Surrealism as a cinematic genre goes further back in time than some people may realise. Although many contemporary films are described as ‘being Surreal’ or as having ‘Surrealist qualities’, the original films go back to the early 1900s and peaked during the 1920s. This was the era when the movement was at its peak and artists including Salvador Dalí and directors like Luis Buñuel were at their most active. The films made during this time have infiltrated popular culture in a variety of ways and, although you may not have seen the originals, you will have likely seen them homaged in works by Alfred Hitchcock, episodes of The Simpsons and films by David Lynch. Surrealism is all around us.

One of the best-known examples of Surrealist cinema is Un chien andalou, the 1928 short film by Salvador Dalí and Luis Buñuel in their campaign ‘for a revolution of the mind’. Indeed, the work’s effects linger long in the imagination after viewing. Un chien andalou was recently screened as part of a double bill with La Jetee at Hackney Attic for a Filmphonics event where they both received new musical accompaniment by Hackney based composer Antwerp.

Un chien andalou

As much as Un chien andalou is a good place to immerse yourself in a pure example of typical Surrealist cinema it equally may not be to everyone’s taste. Containing all elements of traditional Surrealism – the unconscious, dismemberment, the female body – the film is jarring from the moment a man (played by Buñuel) slices through a woman’s eye with a razor blade, mimicked outside as a cloud slices through the moon on an evening sky. It is both a threat that forebodes a sense of future (sexual) trauma – the castration complex is rife in Surrealist work – as well as offering a warning: do not be fooled by everything seen and learn to be guided by your unconscious.

This may hard to ignore when the film projects such varied and unconventional scenes of independent montages – ants emerging from hands, rotting animals in pianos, pubic hair appearing on different parts of the body – but this is what the movement intended: to provoke, shock and to let unconscious thoughts overtake logic. Although we would expect such bizarre scenes to be accompanied by equally provocative music this is not true: instead each scene plays out to a mixture of 1920’s Tango music and Liebestod’s musical score from Tristam and Isolde. It is sprightly, bouncing, jovial and, very much like the playfulness of Surrealism, does not wish to take itself too seriously.

La Jetee

A bleaker picture is painted in La Jetee (1962) and, most Surreally, Un chien andalou appears relatively tame alongside it. Whether this is due to Antwerp’s new musical accompaniment or the subject matter itself, the film is an altogether starker, uneasier viewing experience of a dystopian future in the aftermath of World War III seen through a montage of stock black and white images. Marker’s sci-fi film combines time travel, horror and, like Un chien andalou, eye manipulation – albeit not as graphically. The music is raw, subdued, post-apocalyptic and adds to the isolation of the narrator as he is experimented on to time-travel “to call past and future to the rescue of the present”.

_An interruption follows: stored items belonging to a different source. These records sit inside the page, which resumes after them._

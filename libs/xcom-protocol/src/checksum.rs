//! Xcom 2-byte rolling checksum
//!
//! Two running sums seeded with `A = 0xFF`, `B = 0x00`. For every byte `d`:
//! `A = (A + d) mod 256`, then `B = (B + A) mod 256`. The checksum is `[A, B]`.

/// Compute the checksum of `data`
pub fn checksum(data: &[u8]) -> [u8; 2] {
    let (a, b) = data.iter().fold((0xFFu8, 0x00u8), |(a, b), &d| {
        let a = a.wrapping_add(d);
        (a, b.wrapping_add(a))
    });
    [a, b]
}

/// Whether `expected` (the two bytes read from the wire) matches `data`
pub fn verify(data: &[u8], expected: &[u8]) -> bool {
    expected.len() == 2 && checksum(data) == expected
}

Antwerp describe the sounds for Un chien andalou as being ‘dreams as sounds of objects’ while La Jetee’s are stripped back effect to heighten the fear of the narrator’s situation. Both are very effective, especially Un chien andalou’s metallic, spiky noises that emphasize the small details in every scene: the sharpening of the razor blade, the ticking of a metronome, rapid heartbeats and breaking glass. La Jetee’s new score may be stripped back but this adds to the disorientation: the sound of bombs overhead, the impending fear and the loudening synthesizes replicating air raid sirens and the sense of impending urgency.

Alhough La Jetee is more science fiction than Surrealism, its inclusion as part of an evening of Surrealism is even more Surreal than the Surrealist film itself. Antwerp’s musical score ensures that the two films work extremely well as part of a double bill and hopefully, will bring new audiences to the partnership of Dalí and Buñuel. In 1930 the duo collaborated on L’Age d’Or (1930), an erotically charged sexual tale based on The Marquis de Sade’s “120 Days of Sodom”, a film that caused extreme reaction upon it’s release: at its premiere ink was thrown at the screen and works by many well known Surrealist artists – including paintings by Dali – were defaced in galleries. Surrealism’s less controversial, and more widely accepted examples include the Dalí-penned dream sequence in Alfred Hitchcock’s Spellbound (1945) and Destino, his little known animated collaboration with Walt Disney that was only unearthed and released in 2003. Uncle Walt a friend of Dalí? How Surreal.